SOPs ... Who Needs Them?

SOPs ... Who Needs Them?


What is a standard operating procedure? Why do we have them? What good are they? Are we required to have one?

Standard operating procedures are developed because not every element in the military operates the same way. Units are scattered around the world and different environmental considerations apply depending on location. Many regulations, technical manuals, field manuals and other military publications cover these considerations, but standard operating procedures consolidate all of this information and add more to define how the unit will operate consistently. A standard operating procedure is a living document which may need to be refined on a regular basis to accommodate changes within a military organization.    

SOPs can serve for training new personnel and documenting deviations from other publications. SOPs must be written in a manner so someone with little knowledge of an organization can understand and use it consistently. SOPs must not contradict with the next-higher organization’s SOP to prevent confusion that may lead to unintentional deviations or misinterpretation.

So what is the point to all of this? A commander must review and understand their company’s SOP. If the SOP does not meet their intentions, they must make modifications. Once signed, it must be followed unless the command approves any deviations. Experience has shown time and again that SOPs are not or may not be followed. The major violators of the SOPs are not the lower-ranking personnel, but the leadership within an organization. Lower-ranking personnel play a role but are not the key violators.

Deviations from the SOP may be required and approved in certain circumstances for mission success.  In some instances, leaders and Soldiers may violate or choose to not follow them for many reasons. Some do it out of indiscipline, lack of knowledge or misunderstanding. There are many excuses, but accomplishing the mission should always be the main focus. It’s something that’s been instilled in Soldiers from the beginning of their military careers and is a form of command pressure. Since nobody wants to fail and everyone is afraid of the boss, it’s an issue that must be addressed by commanders to ensure Soldiers are following SOPs for mission accomplishment and safety.

Here’s an example: A mission has been planned involving many different branches of service, to include foreign services. There are few details because of the security of the operation, so planning is obviously minimal due to the circumstances. A last-minute brief is organized and the minimum criteria have been set to minimize risk during the operation and everyone is aware of the hazards involved. The weather abort criteria has also been set at a no less 1,200 feet ceiling and two miles visibility. It was set to the minimum as established by a brigade SOP for operating in uncontrolled airspace.

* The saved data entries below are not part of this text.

//! Bundled adapter tools
//!
//! Each tool is a thin translation layer: validated arguments in, one
//! vendor call (or a start-then-poll sequence) out, wrapped in the uniform
//! envelope. Tools hold their clients and credential store by injection;
//! nothing here is process-global.

pub mod datetime;
pub mod design;
pub mod mail;

pub use datetime::ParseDatetimeTool;
pub use design::{ExportDesignTool, ExportStatusTool};
pub use mail::{ListMessagesTool, SendMessageTool};

use crate::clients::{AdapterConfig, DesignClient, MailClient};
use crate::poll::PollConfig;
use crate::server::Tool;
use courier_auth::CredentialStore;
use std::sync::Arc;

/// Build all bundled tools against one adapter configuration.
///
/// # Example
///
/// ```rust,no_run
/// use courier_auth::{CredentialStore, Provider, ProviderConfig};
/// use courier_mcp::clients::AdapterConfig;
/// use courier_mcp::tools::all_tools;
/// use std::sync::Arc;
///
/// let provider = ProviderConfig::new(Provider::Google, "id", "secret", "http://localhost/cb");
/// let store = Arc::new(CredentialStore::new("token.json", provider));
/// let tools = all_tools(&AdapterConfig::default(), store);
/// println!("Available tools: {}", tools.len());
/// ```
pub fn all_tools(config: &AdapterConfig, store: Arc<CredentialStore>) -> Vec<Arc<dyn Tool>> {
    let timeout = config.timeout();
    let mail = MailClient::new(config.mail.clone(), timeout);
    let design = DesignClient::new(config.design.clone(), timeout);
    let poll = PollConfig::from_millis(config.poll_interval_ms, config.poll_deadline_ms);

    vec![
        Arc::new(ListMessagesTool::new(mail.clone(), store.clone())),
        Arc::new(SendMessageTool::new(mail, store.clone())),
        Arc::new(ExportDesignTool::new(design.clone(), store.clone(), poll)),
        Arc::new(ExportStatusTool::new(design, store)),
        Arc::new(ParseDatetimeTool),
    ]
}

#[cfg(test)]
mod tests {
    use super::*;
    use courier_auth::{Provider, ProviderConfig};

    fn store() -> Arc<CredentialStore> {
        let provider =
            ProviderConfig::new(Provider::Custom, "id", "secret", "http://localhost/cb");
        Arc::new(CredentialStore::new("/tmp/courier-test-token.json", provider))
    }

    #[test]
    fn test_all_tools_count() {
        let tools = all_tools(&AdapterConfig::default(), store());
        assert_eq!(tools.len(), 5);
    }

    #[test]
    fn test_all_tools_unique_names() {
        let tools = all_tools(&AdapterConfig::default(), store());
        let mut names = std::collections::HashSet::new();

        for tool in tools {
            let def = tool.definition();
            assert!(
                names.insert(def.name.clone()),
                "Duplicate tool name: {}",
                def.name
            );
        }
    }
}
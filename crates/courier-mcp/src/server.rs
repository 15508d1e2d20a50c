//! MCP server implementation
//!
//! This module provides the tool dispatcher for a Courier adapter process:
//! a static name-to-handler registry behind the MCP `tools/list` and
//! `tools/call` methods.
//!
//! The one cross-cutting guarantee lives here: every handler failure,
//! including errors raised deep inside credential refresh or job polling,
//! is caught at [`McpServer::call_tool`] and converted into the uniform
//! `{success:false, error}` envelope. The host process always receives a
//! well-formed JSON response.

use crate::poll::PollError;
use crate::types::*;
use async_trait::async_trait;
use courier_auth::{AuthError, CredentialStore};
use std::collections::HashMap;
use std::sync::Arc;
use thiserror::Error;
use tokio::sync::RwLock;
use tracing::{debug, warn};

/// Dispatch error types.
///
/// These never cross the stdio boundary directly; `call_tool` flattens them
/// into the failure envelope.
#[derive(Debug, Error)]
pub enum DispatchError {
    /// No handler registered under the requested name
    #[error("Unknown tool: {0}")]
    UnknownTool(String),

    /// Arguments did not match the tool's input schema
    #[error("Invalid parameters: {0}")]
    InvalidParams(String),

    /// Credential lookup or refresh failed
    #[error(transparent)]
    Auth(#[from] AuthError),

    /// Vendor API returned a non-2xx response
    #[error("Vendor error ({status}): {message}")]
    Vendor {
        /// HTTP status code.
        status: u16,
        /// Message taken from the provider body.
        message: String,
    },

    /// Async vendor job failed or timed out
    #[error(transparent)]
    Job(#[from] PollError),

    /// Internal error
    #[error("Internal error: {0}")]
    Internal(String),
}

/// Result type for tool handlers.
pub type DispatchResult<T> = Result<T, DispatchError>;

/// Trait for tool implementations.
#[async_trait]
pub trait Tool: Send + Sync {
    /// Get the tool definition.
    fn definition(&self) -> ToolDefinition;

    /// Execute the tool with given arguments.
    async fn execute(
        &self,
        args: serde_json::Value,
        context: &ToolContext,
    ) -> DispatchResult<ToolEnvelope>;
}

/// Context for tool execution.
///
/// Carries the per-request correlation ID and an optional shared credential
/// store for handlers that talk to an authenticated vendor. The store is an
/// explicitly owned instance; there is no process-global credential state.
#[derive(Clone)]
pub struct ToolContext {
    /// Request correlation ID
    pub correlation_id: String,

    /// Shared credential store, when the adapter is authenticated
    pub store: Option<Arc<CredentialStore>>,
}

impl ToolContext {
    /// Create an empty context with a fresh correlation ID.
    pub fn empty() -> Self {
        Self {
            correlation_id: uuid::Uuid::now_v7().to_string(),
            store: None,
        }
    }

    /// Attach a credential store.
    pub fn with_store(mut self, store: Arc<CredentialStore>) -> Self {
        self.store = Some(store);
        self
    }
}

/// MCP server for one adapter process.
///
/// Tools are registered at startup and enumerated once per session; calls
/// arrive strictly sequentially off the stdio queue.
pub struct McpServer {
    /// Server info
    info: ServerInfo,

    /// Server capabilities
    capabilities: ServerCapabilities,

    /// Registered tools
    tools: Arc<RwLock<HashMap<String, Arc<dyn Tool>>>>,

    /// Credential store injected into each call's context
    store: Option<Arc<CredentialStore>>,
}

impl McpServer {
    /// Create a new MCP server.
    pub fn new(name: impl Into<String>, version: impl Into<String>) -> Self {
        Self {
            info: ServerInfo {
                name: name.into(),
                version: version.into(),
            },
            capabilities: ServerCapabilities {
                tools: Some(ToolCapabilities { list_changed: false }),
                experimental: HashMap::new(),
            },
            tools: Arc::new(RwLock::new(HashMap::new())),
            store: None,
        }
    }

    /// Create with default Courier configuration.
    pub fn courier() -> Self {
        Self::new("courier-mcp", env!("CARGO_PKG_VERSION"))
    }

    /// Attach the adapter's credential store.
    pub fn with_store(mut self, store: Arc<CredentialStore>) -> Self {
        self.store = Some(store);
        self
    }

    /// Register a tool.
    pub async fn register_tool(&self, tool: Arc<dyn Tool>) {
        let name = tool.definition().name;
        let mut tools = self.tools.write().await;
        tools.insert(name, tool);
    }

    /// Register multiple tools.
    pub async fn register_tools(&self, tools: Vec<Arc<dyn Tool>>) {
        for tool in tools {
            self.register_tool(tool).await;
        }
    }

    /// Get all tool definitions.
    pub async fn list_tools(&self) -> Vec<ToolDefinition> {
        let tools = self.tools.read().await;
        tools.values().map(|t| t.definition()).collect()
    }

    /// Get tools by vendor.
    pub async fn list_tools_by_vendor(&self, vendor: Vendor) -> Vec<ToolDefinition> {
        let tools = self.tools.read().await;
        tools
            .values()
            .map(|t| t.definition())
            .filter(|d| d.vendor == Some(vendor))
            .collect()
    }

    /// Execute a tool, wrapping every failure into the uniform envelope.
    ///
    /// This never returns an error: unknown names, invalid arguments, auth
    /// failures, vendor errors, and job failures all come back as
    /// `ToolResult { isError: true }` carrying `{success:false, error}`.
    pub async fn call_tool(
        &self,
        name: &str,
        arguments: serde_json::Value,
        context: &ToolContext,
    ) -> ToolResult {
        let envelope = match self.dispatch(name, arguments, context).await {
            Ok(envelope) => envelope,
            Err(e) => {
                warn!(tool = name, error = %e, "Tool call failed");
                ToolEnvelope::err(e.to_string())
            }
        };
        ToolResult::from_envelope(&envelope)
    }

    async fn dispatch(
        &self,
        name: &str,
        arguments: serde_json::Value,
        context: &ToolContext,
    ) -> DispatchResult<ToolEnvelope> {
        let tools = self.tools.read().await;
        let tool = tools
            .get(name)
            .ok_or_else(|| DispatchError::UnknownTool(name.to_string()))?;

        debug!(tool = name, correlation_id = %context.correlation_id, "Dispatching tool call");
        tool.execute(arguments, context).await
    }

    /// Handle an MCP request.
    pub async fn handle_request(&self, request: McpRequest) -> McpResponse {
        match request.method.as_str() {
            "initialize" => self.handle_initialize(request.id),
            "tools/list" => self.handle_tools_list(request.id).await,
            "tools/call" => self.handle_tools_call(request.id, request.params).await,
            _ => McpResponse::error(request.id, McpError::method_not_found(&request.method)),
        }
    }

    fn handle_initialize(&self, id: RequestId) -> McpResponse {
        McpResponse::success(
            id,
            serde_json::json!({
                "protocolVersion": "2024-11-05",
                "capabilities": self.capabilities,
                "serverInfo": self.info
            }),
        )
    }

    async fn handle_tools_list(&self, id: RequestId) -> McpResponse {
        let tools = self.list_tools().await;
        McpResponse::success(id, serde_json::json!({ "tools": tools }))
    }

    async fn handle_tools_call(
        &self,
        id: RequestId,
        params: Option<serde_json::Value>,
    ) -> McpResponse {
        let params = match params {
            Some(p) => p,
            None => return McpResponse::error(id, McpError::invalid_params("Missing params")),
        };

        let call: ToolCall = match serde_json::from_value(params) {
            Ok(c) => c,
            Err(e) => return McpResponse::error(id, McpError::invalid_params(e.to_string())),
        };

        let mut context = ToolContext::empty();
        if let Some(ref store) = self.store {
            context = context.with_store(store.clone());
        }

        let result = self.call_tool(&call.name, call.arguments, &context).await;
        match serde_json::to_value(&result) {
            Ok(value) => McpResponse::success(id, value),
            Err(e) => McpResponse::error(id, McpError::internal_error(e.to_string())),
        }
    }

    /// Get server info.
    pub fn info(&self) -> &ServerInfo {
        &self.info
    }

    /// Get server capabilities.
    pub fn capabilities(&self) -> &ServerCapabilities {
        &self.capabilities
    }
}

Everyone arrived for final mission preparation and the final brief. The weather was not cooperating and would not be legal until well past the duty day. Even though multiple weather updates were received, there was little change. The weather brief was 1,000 feet and two miles. The environment was mountainous with many wire obstacles on the flight route.

The pilots in this unit were aware of how rapidly the weather in this area could negatively change since they had experience operating on this route. Many of the pilots understood the risk and were not comfortable with the weather and the scale of the operation combined. A key leader meeting was established and a topic of discussion was to lower the minimum weather criteria. Red flags went up immediately.

This was an actual mission that was delayed and launched almost 30 hours late because of weather. Risks were already at the highest acceptable point and the pilots were not about to accept any more. The attempt to lower the standard set forth in the SOP was stopped in that meeting because the issue of deviating from an established SOP was brought to the leaders’ attention.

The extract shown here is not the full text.